Moncada-Herrera, J.A.
Díaz-Robles, Luis Alonso
Datos de publicación:
Atmospheric Environment, Vol. 42, N°35, 8331-8340, 2008
Polución - Calidad del aire - Inteligencia artificial - Material particulado
Air quality time series consists of complex linear and non-linear patterns and are difficult to forecast. Box-Jenkins Time Series (ARIMA) and multilinear regression (MLR) models have been applied to air quality forecasting in urban areas, but they have limited accuracy owing to their inability to predict extreme events. Artificial neural networks (ANN) can recognize non-linear patterns that include extremes.

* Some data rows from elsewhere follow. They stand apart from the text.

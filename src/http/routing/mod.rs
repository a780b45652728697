pub mod todos;

use axum::{routing::get, Router};

pub fn app(router: Router) -> Router {
    Router::new()
        .route("/health", get(|| async { "ok" }))
        .merge(router)
}
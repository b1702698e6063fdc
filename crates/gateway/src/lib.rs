//! HTTP media gateway over federated SMB shares
//!
//! This crate exposes the configured shares as one virtual directory
//! tree and re-streams selected media files to HTTP clients. A remote
//! transfer fully lands in a local scratch file first; the response
//! body then owns that scratch file and removes it on every completion
//! path, including client disconnects.

mod federation;
mod metadata;
mod paths;
mod retrieval;
mod server;
mod state;
mod stream;

#[cfg(test)]
pub(crate) mod testing;

pub use federation::{list_directory, RemoteEntry};
pub use metadata::{get_metadata, MediaMetadata};
pub use retrieval::{retrieve, RetrievalJob};
pub use server::GatewayApi;
pub use state::GatewayState;

/// Result type alias for gateway server operations
pub type Result<T> = std::result::Result<T, Box<dyn std::error::Error + Send + Sync>>;
//! Share configuration, loaded once at process start
//!
//! The registry is built explicitly in `main` and handed to the
//! components that need it; nothing here is lazily initialized.

use serde::Deserialize;
use std::collections::HashSet;
use std::fs;
use std::path::Path;

use crate::error::ConfigError;

fn default_root() -> String {
    "/".to_string()
}

fn default_domain() -> String {
    "WORKGROUP".to_string()
}

/// Identity and credentials of one configured SMB share
#[derive(Debug, Clone, Deserialize)]
pub struct ShareDescriptor {
    /// Unique name, also the share component on the server
    pub name: String,
    /// Human-readable name shown in listings
    pub display_name: String,
    /// Server address, with optional port
    pub host: String,
    /// Root path within the share that the gateway exposes
    #[serde(default = "default_root")]
    pub root: String,
    pub username: String,
    pub password: String,
    /// NT domain / workgroup
    #[serde(default = "default_domain")]
    pub domain: String,
}

#[derive(Debug, Deserialize)]
struct ShareFile {
    shares: Vec<ShareDescriptor>,
}

/// Immutable set of configured shares
///
/// Loaded once at startup and shared behind an `Arc` for the life of
/// the process. There are no mutation operations.
#[derive(Debug, Clone)]
pub struct ShareRegistry {
    shares: Vec<ShareDescriptor>,
}

impl ShareRegistry {
    /// Load share definitions from a TOML file
    ///
    /// # Errors
    /// Returns an error if the file is missing, not valid TOML, defines
    /// no shares, or repeats a share name. All of these are fatal at
    /// startup.
    pub fn load(path: impl AsRef<Path>) -> Result<Self, ConfigError> {
        let path = path.as_ref();
        let raw = fs::read_to_string(path).map_err(|e| ConfigError::Read {
            path: path.display().to_string(),
            source: e,
        })?;
        let parsed: ShareFile = toml::from_str(&raw).map_err(|e| ConfigError::Parse {
            path: path.display().to_string(),
            source: e,
        })?;
        Self::from_shares(parsed.shares)
    }

    /// Build a registry from descriptors, validating name uniqueness
    pub fn from_shares(shares: Vec<ShareDescriptor>) -> Result<Self, ConfigError> {
        if shares.is_empty() {
            return Err(ConfigError::NoShares);
        }
        let mut seen = HashSet::new();
        for share in &shares {
            if !seen.insert(share.name.as_str()) {
                return Err(ConfigError::DuplicateShare(share.name.clone()));
            }
        }
        Ok(Self { shares })
    }

    /// Configured shares, in registration order
    pub fn shares(&self) -> &[ShareDescriptor] {
        &self.shares
    }

    /// Look up a share by its unique name
    pub fn find(&self, name: &str) -> Option<&ShareDescriptor> {
        self.shares.iter().find(|s| s.name == name)
    }
}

A novel hybrid model combining ARIMA and ANN to improve forecast accuracy for an area with limited air quality and meteorological data was applied to Temuco, Chile, where residential wood burning is a major pollution source during cold winters, using surface meteorological and PM10 measurements. Experimental results indicated that the hybrid model can be an effective tool to improve the PM10 forecasting accuracy obtained by either of the models used separately, and compared with a deterministic MLR. The hybrid model was able to capture 100% and 80% of alert and pre-emergency episodes, respectively. This approach demonstrates the potential to be applied to air quality forecasting in other cities and countries.